E vem a fuga, o tema repete-se descoordenado pelos diferentes naipes, com sons diferentes e ligeiras variações, já longe, mas evocando o tema inicial. Esta espiral não se aguenta muito tempo e começa o contra-tema seguido da desconstrução do tema original, em ritmos compostos e sincopados, com intervalos imperfeitos e acima de tudo com cromatismos em que a dissonância passou a ser a regra. O crescendo não para, torna-se insustentável e, com uma explosão da percussão, detem-se subitamente e só o eco se ouve na sala, com a respiração suspensa dos ouvintes.

E logo, no meio deste eco, lá longe, o oboé retoma o seu tema perfeito, mas desfalecendo até se perder. O mesmo se passa com as flautas, os fagotes e os clarinetes. Numa raiva surda, os metais entram na luta, mas em vez de se evaporarem no ar, o seu tema já corrompido pelas suas limitações, acaba bruscamente como um grito que clama perdão. Ficam as cordas, que ornamentam o tema no seu virtuosismo fácil que busca a fácil emoção dos presentes. Mas estes ainda se lembram das madeiras e dos metais que partiram antes do fim da música. Uns desfaleceram, os outros explodiram. Mas todos antes do fim. Queríamos voltar a ouvi-los, mas já só há o eco na sala e as cordas que desenvolvem o tema, tornando a necessidade de ouvir o original, do doce e triste oboé, ainda mais presente.

***

Um dia o meu professor de improvisação disse-me que a música é o Homem. Enquanto a primeira tem ritmo, harmonia e melodia, já o segundo tem corpo, inteligência e emoção.Para mim a música é tudo isto e muito mais. É a arte por excelência, mas a mais falível. Não é preciso ir até a ela porque ela vem até a nós. Invade-nos os sentidos. Não é como uma arte plástica que temos que olhar. Não é literatura que temos que ler. Basta-nos entrar numa sala com música e já esta nos invade, quer gostemos, quer não. Assim é a vida. Mas ao mesmo tempo, ao contrário das outras artes é a mais mutável. Há a ideia original de quem a escreveu, a interpretação de quem a dirige, o expressão de quem a executa e a percepção de quem a escuta. Por isso a música, mais do que o Homem, é a vida onde infelizmente muito fica por contar.

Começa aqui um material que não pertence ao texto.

//! `tencentcloud_monitor_tmp_instances`.

use super::model::{DescribePrometheusInstancesRequest, PrometheusTag};
use super::service::TmpService;
use crate::connectivity::TencentCloudClient;
use crate::error::Result;
use crate::helper::{data_resource_ids_hash, null_default};
use crate::resource::DataSource;
use crate::schema::{Attribute, AttributeFlags, AttributeType, Block, NestedBlock, Schema};
use crate::state::ResourceData;
use async_trait::async_trait;
use serde::Deserialize;

#[derive(Debug, Default, Deserialize)]
#[serde(default)]
struct TagFilterState {
    #[serde(deserialize_with = "null_default")]
    key: String,
    #[serde(deserialize_with = "null_default")]
    value: String,
}

/// `tencentcloud_monitor_tmp_instances`
pub struct TmpInstances;

#[async_trait]
impl DataSource for TmpInstances {
    fn name(&self) -> &'static str {
        "tencentcloud_monitor_tmp_instances"
    }

    fn schema(&self) -> Schema {
        let mut instance = Block::new();
        for field in [
            "instance_id",
            "instance_name",
            "zone",
            "vpc_id",
            "subnet_id",
            "grafana_url",
            "created_at",
            "ipv4_address",
            "expire_time",
            "spec_name",
            "auth_token",
            "remote_write",
            "api_root_path",
            "proxy_address",
            "grafana_ip_white_list",
            "grafana_instance_id",
        ] {
            instance = instance.with_attribute(field, Attribute::computed_string());
        }
        for field in [
            "instance_charge_type",
            "region_id",
            "data_retention_time",
            "instance_status",
            "enable_grafana",
            "charge_status",
            "auto_renew_flag",
            "is_near_expire",
            "grafana_status",
            "alert_rule_limit",
            "recording_rule_limit",
            "migration_type",
        ] {
            instance = instance.with_attribute(field, Attribute::computed_int64());
        }
        let mut grant = Block::new();
        for field in [
            "has_charge_operation",
            "has_vpc_display",
            "has_grafana_status_change",
            "has_agent_manage",
            "has_tke_manage",
            "has_api_operation",
        ] {
            grant = grant.with_attribute(field, Attribute::computed_int64());
        }
        let instance = instance
            .with_block(
                "tag_specification",
                NestedBlock::list(
                    Block::new()
                        .with_attribute("key", Attribute::computed_string())
                        .with_attribute("value", Attribute::computed_string()),
                )
                .with_computed(),
            )
            .with_block("grant", NestedBlock::list(grant).with_computed());

        Schema::v0()
            .with_attribute(
                "instance_ids",
                Attribute::set(AttributeType::String, AttributeFlags::optional()),
            )
            .with_attribute(
                "instance_status",
                Attribute::set(AttributeType::Int64, AttributeFlags::optional())
                    .with_description("1 creating, 2 running, 3 abnormal, 4 restarting, 5 destroying, 6 stopped, 7 deleted."),
            )
            .with_attribute("instance_name", Attribute::optional_string())
            .with_attribute("zones", Attribute::set(AttributeType::String, AttributeFlags::optional()))
            .with_block(
                "tag_filters",
                NestedBlock::list(
                    Block::new()
                        .with_attribute("key", Attribute::required_string())
                        .with_attribute("value", Attribute::required_string()),
                ),
            )
            .with_attribute(
                "ipv4_address",
                Attribute::set(AttributeType::String, AttributeFlags::optional()),
            )
            .with_attribute(
                "instance_charge_type",
                Attribute::optional_int64().with_description("2 prepaid, 3 postpaid by hour."),
            )
            .with_block("instance_set", NestedBlock::list(instance).with_computed())
            .with_attribute("result_output_file", Attribute::result_output_file())
    }

    fn result_key(&self) -> &'static str {
        "instance_set"
    }

    async fn read(&self, client: &TencentCloudClient, d: &mut ResourceData) -> Result<()> {
        let tags: Vec<TagFilterState> = d.decode_key("tag_filters")?;
        let filter = DescribePrometheusInstancesRequest {
            instance_ids: d.get_string_list("instance_ids"),
            instance_status: d
                .get_list("instance_status")
                .iter()
                .filter_map(|v| v.as_i64())
                .collect(),
            instance_name: d.get_str("instance_name").map(str::to_string),
            zones: d.get_string_list("zones"),
            tag_filters: tags
                .into_iter()
                .map(|t| PrometheusTag {
                    key: t.key,
                    value: t.value,
                })
                .collect(),
            ipv4_address: d.get_string_list("ipv4_address"),
            instance_charge_type: d.get_i64("instance_charge_type"),
            ..Default::default()
        };

        let instances = TmpService::new(client).describe_instances(filter).await?;

        let ids: Vec<&str> = instances.iter().map(|i| i.instance_id.as_str()).collect();
        d.set_id(data_resource_ids_hash(&ids));
        d.set("instance_set", serde_json::to_value(&instances)?);
        Ok(())
    }
}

Publicado aqui a 4 de Junho de 2007

Tempo

Do lat. tempu-, «id.»
s.m.1. sucessão de momentos, horas, dias, anos, em que se desenrolam os acontecimentos; 2. parte da duração ocupada por acontecimentos; 3. período contínuo e indefinido no qual os eventos se sucedem; duração;4. época em que se vive; 5. período considerado em relação a determinados acontecimentos; época; conjuntura; 6. duração limitada (em oposição ao conceito de eternidade); 7. momento propício; ocasião; oportunidade; 8. época própria para certas actividades; estação; quadra; 9. período determinado para a realização de algo; prazo; 10. falta de pressa; lentidão; demora; vagar;


Muitas vezes achamos que o tempo resolve todos os problemas. Já o diz a sapiência popular.
Mas o tempo é uma das maiores problemáticas que nos rodeia. Molda-nos sem darmos conta, como moldou civilizações e religiões. Já o diz Yourcenar no seu belíssimo conjunto de ensaios: “Le temps, ce grand sculpteur”, uma bela selecta de textos em prosa (poesia, diria eu) em que vemos o tempo como o maior (mas não melhor) escultor de todos os tempos.

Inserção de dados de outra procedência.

#[tokio::test]
async fn test_alarm_history_pages_with_default_module() {
    let server = MockServer::start().await;
    let history = |i: usize| json!({"AlarmId": format!("alarm-{}", i), "AlarmStatus": "ALARM"});
    Mock::given(method("POST"))
        .and(header("X-TC-Action", "DescribeAlarmHistories"))
        .and(body_partial_json(json!({"Module": "monitor", "PageNumber": 1, "PageSize": 20})))
        .respond_with(ok(json!({"Histories": numbered(20, 0, history), "TotalCount": 23})))
        .expect(1)
        .mount(&server)
        .await;
    Mock::given(method("POST"))
        .and(header("X-TC-Action", "DescribeAlarmHistories"))
        .and(body_partial_json(json!({"Module": "monitor", "PageNumber": 2, "PageSize": 20})))
        .respond_with(ok(json!({"Histories": numbered(3, 20, history), "TotalCount": 23})))
        .expect(1)
        .mount(&server)
        .await;

    let tester = ProviderTester::with_endpoint(&server.uri()).unwrap();
    let state = tester
        .read_data_source("tencentcloud_monitor_alarm_history", json!({"start_time": 1700000000}))
        .await
        .unwrap();
    assert_eq!(state["module"], "monitor");
    let histories = state["histories"].as_array().unwrap();
    assert_eq!(histories.len(), 23);
    assert_eq!(histories[22]["alarm_id"], "alarm-22");
}

#[tokio::test]
async fn test_alarm_policy_data_source_pages() {
    let server = MockServer::start().await;
    let policy = |i: usize| json!({"PolicyId": format!("policy-{}", i), "Namespace": "cvm_device"});
    Mock::given(method("POST"))
        .and(header("X-TC-Action", "DescribeAlarmPolicies"))
        .and(body_partial_json(json!({
            "Module": "monitor",
            "Namespaces": ["cvm_device"],
            "PageNumber": 1,
            "PageSize": 20
        })))
        .respond_with(ok(json!({"Policies": numbered(20, 0, policy), "TotalCount": 21})))
        .expect(1)
        .mount(&server)
        .await;
    Mock::given(method("POST"))
        .and(header("X-TC-Action", "DescribeAlarmPolicies"))
        .and(body_partial_json(json!({"PageNumber": 2})))
        .respond_with(ok(json!({
            "Policies": [{
                "PolicyId": "policy-20",
                "PolicyName": "cpu",
                "Namespace": "cvm_device",
                "Condition": {"IsUnionRule": 1, "Rules": [{"MetricName": "CpuUsage", "Period": 60}]},
                "TagInstances": [{"Key": "team", "Value": "ops", "InstanceSum": 2}]
            }],
            "TotalCount": 21
        })))
        .expect(1)
        .mount(&server)
        .await;

    let tester = ProviderTester::with_endpoint(&server.uri()).unwrap();
    let state = tester
        .read_data_source(POLICY, json!({"namespaces": ["cvm_device"]}))
        .await
        .unwrap();
    let policies = state["policies"].as_array().unwrap();
    assert_eq!(policies.len(), 21);
    let last = &policies[20];
    assert_eq!(last["policy_name"], "cpu");
    assert_eq!(last["condition"][0]["is_union_rule"], 1);
    assert_eq!(last["condition"][0]["rules"][0]["metric_name"], "CpuUsage");
    assert_eq!(last["tag_instances"][0]["instance_sum"], 2);
    assert_eq!(policies[0]["condition"], json!([]));
}

#[tokio::test]
async fn test_conditions_template_data_source() {
    let server = MockServer::start().await;
    Mock::given(method("POST"))
        .and(header("X-TC-Action", "DescribeConditionsTemplateList"))
        .and(body_partial_json(json!({
            "Module": "monitor",
            "ViewName": "cvm_device",
            "Offset": 0,
            "Limit": 20
        })))
        .respond_with(ok(json!({
            "TemplateGroupList": [{
                "GroupID": 4001,
                "GroupName": "cpu-high",
                "ViewName": "cvm_device",
                "IsUnionRule": 0,
                "Conditions": [{"MetricID": 33, "MetricDisplayName": "CPU", "CalcType": "1", "CalcValue": "90", "Period": 60}],
                "EventConditions": [],
                "PolicyGroups": [{"GroupID": 9, "GroupName": "legacy", "Enable": true}]
            }],
            "Total": 1
        })))
        .expect(1)
        .mount(&server)
        .await;

    let tester = ProviderTester::with_endpoint(&server.uri()).unwrap();
    let state = tester
        .read_data_source(
            "tencentcloud_monitor_alarm_conditions_template",
            json!({"view_name": "cvm_device"}),
        )
        .await
        .unwrap();
    let group = &state["template_group_list"][0];
    assert_eq!(group["group_id"], 4001);
    assert_eq!(group["conditions"][0]["metric_id"], 33);
    assert_eq!(group["conditions"][0]["calc_value"], "90");
    assert_eq!(group["policy_groups"][0]["group_name"], "legacy");
    assert_eq!(group["policy_groups"][0]["enable"], true);
}

#[tokio::test]
async fn test_tmp_instances_pages_by_offset() {
    let server = MockServer::start().await;
    let instance = |i: usize| json!({"InstanceId": format!("prom-{}", i), "InstanceStatus": 2});
    Mock::given(method("POST"))
        .and(header("X-TC-Action", "DescribePrometheusInstances"))
        .and(body_partial_json(json!({"Offset": 0, "Limit": 20})))
        .respond_with(ok(json!({"InstanceSet": numbered(20, 0, instance), "TotalCount": 22})))
        .expect(1)
        .mount(&server)
        .await;
    Mock::given(method("POST"))
        .and(header("X-TC-Action", "DescribePrometheusInstances"))
        .and(body_partial_json(json!({"Offset": 20, "Limit": 20})))
        .respond_with(ok(json!({"InstanceSet": numbered(2, 20, instance), "TotalCount": 22})))
        .expect(1)
        .mount(&server)
        .await;

    let tester = ProviderTester::with_endpoint(&server.uri()).unwrap();
    let state = tester
        .read_data_source("tencentcloud_monitor_tmp_instances", json!({}))
        .await
        .unwrap();
    let instances = state["instance_set"].as_array().unwrap();
    assert_eq!(instances.len(), 22);
    assert_eq!(instances[21]["instance_id"], "prom-21");
}

#[tokio::test]
async fn test_grafana_read_of_missing_instance_is_null() {
    let server = MockServer::start().await;
    Mock::given(method("POST"))
        .and(header("X-TC-Action", "DescribeGrafanaInstances"))
        .respond_with(ok(json!({"Instances": [], "TotalCount": 0})))
        .mount(&server)
        .await;
    Mock::given(method("POST"))
        .and(header("X-TC-Action", "DescribeGrafanaWhiteList"))
        .respond_with(ok(json!({"WhiteList": ["10.0.0.1"]})))
        .expect(0)
        .mount(&server)
        .await;
    Mock::given(method("POST"))
        .and(header("X-TC-Action", "DescribeGrafanaEnvironments"))
        .respond_with(ok(json!({"Envs": "{}"})))
        .expect(0)
        .mount(&server)
        .await;

    let tester = ProviderTester::with_endpoint(&server.uri()).unwrap();
    let state = tester
        .read(
            WHITELIST,
            json!({"id": "grafana-1", "instance_id": "grafana-1", "whitelist": ["10.0.0.1"]}),
        )
        .await
        .unwrap();
    assert!(state.is_null());

    let err = tester
        .import_resource("tencentcloud_monitor_grafana_env_config", "grafana-1")
        .await
        .unwrap_err();
    assert!(matches!(err, ProviderError::NotFound(_)), "{:?}", err);
}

Quando temos grandes decisões a tomar, principalmente as difíceis, deixamos o tempo correr e adiamos a decisão o mais possível. Foi assim, e assim será, porque esperamos que o tempo nos dê uma solução mais fácil. E nunca chega!

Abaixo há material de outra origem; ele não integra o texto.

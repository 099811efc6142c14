//! Per-action token bucket shared by every call made through one client.

use parking_lot::Mutex;
use std::collections::HashMap;
use std::time::Duration;
use tokio::time::Instant;
use tracing::trace;

/// Requests per second allowed for each action by default.
pub const DEFAULT_LIMIT: u32 = 20;

#[derive(Debug)]
struct Bucket {
    tokens: f64,
    updated: Instant,
}

/// Throttles outbound calls per API action name.
#[derive(Debug)]
pub struct RateLimiter {
    limit: u32,
    buckets: Mutex<HashMap<String, Bucket>>,
}

impl Default for RateLimiter {
    fn default() -> Self {
        Self::new(DEFAULT_LIMIT)
    }
}

impl RateLimiter {
    /// Allow `limit` requests per second for every action.
    pub fn new(limit: u32) -> Self {
        Self {
            limit: limit.max(1),
            buckets: Mutex::new(HashMap::new()),
        }
    }

    /// Requests per second allowed for each action.
    pub fn limit(&self) -> u32 {
        self.limit
    }

    /// Take a token for `action`, waiting until one is available.
    pub async fn check(&self, action: &str) {
        let wait = self.reserve(action);
        if !wait.is_zero() {
            trace!(action, wait_ms = wait.as_millis() as u64, "rate limited");
            tokio::time::sleep(wait).await;
        }
    }

    /// Take a token now and return how long the caller must wait before using it.
    fn reserve(&self, action: &str) -> Duration {
        let rate = f64::from(self.limit);
        let now = Instant::now();
        let mut buckets = self.buckets.lock();
        let bucket = buckets.entry(action.to_string()).or_insert(Bucket {
            tokens: rate,
            updated: now,
        });

        let elapsed = now.saturating_duration_since(bucket.updated).as_secs_f64();
        bucket.tokens = (bucket.tokens + elapsed * rate).min(rate);
        bucket.updated = now;
        bucket.tokens -= 1.0;

        if bucket.tokens >= 0.0 {
            Duration::ZERO
        } else {
            Duration::from_secs_f64(-bucket.tokens / rate)
        }
    }
}

#[cfg(test)]
mod tests {
    use super::*;

    #[test]
    fn test_limits() {
        assert_eq!(RateLimiter::default().limit(), DEFAULT_LIMIT);
        assert_eq!(RateLimiter::new(0).limit(), 1);
    }

    #[tokio::test(start_paused = true)]
    async fn test_burst_then_wait() {
        let limiter = RateLimiter::new(2);
        assert_eq!(limiter.reserve("CreateAlarmPolicy"), Duration::ZERO);
        assert_eq!(limiter.reserve("CreateAlarmPolicy"), Duration::ZERO);
        let wait = limiter.reserve("CreateAlarmPolicy");
        assert!(wait > Duration::ZERO && wait <= Duration::from_millis(500));

        // Buckets are independent per action.
        assert_eq!(limiter.reserve("DeleteAlarmPolicy"), Duration::ZERO);
    }

    #[tokio::test(start_paused = true)]
    async fn test_check_sleeps_when_empty() {
        let limiter = RateLimiter::new(1);
        let start = Instant::now();
        limiter.check("OpenBackUp").await;
        limiter.check("OpenBackUp").await;
        assert!(start.elapsed() >= Duration::from_millis(999));
    }
}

Já todos caímos no erro de deixar o tempo passar, mas como maior escultor, o tempo também é o mais implacável.

E o mais terrível é que o tempo molda a nossa apreensão de realidade de uma forma imperceptível. Quando olhamos para algo uma segunda vez, mesmo numa fracção de segundo, já não é o que vimos antes. Afinal, nada do que vemos é real. Está moldado pelo tempo. Mesmo o teclado em que escrevo é agora diferente do que quando comecei a escrever. Tem mais suor, e está imperceptivelmente mais corroído pela erosão do meu toque e do tempo.

Também o céu que vemos à noite não existe, porque o tempo tardou em trazer-nos a informação e tudo o que vemos são factos passados. Não existe o agora ou o presente. Existe o passado e o futuro.

Assim também o tempo actua sobre a nossa vida, os nossos sonhos. Vai corroendo numa erosão impercetível. E se esperarmos que o tempo actue por nós, quando olharmos à nossa volta, só veremos ruínas.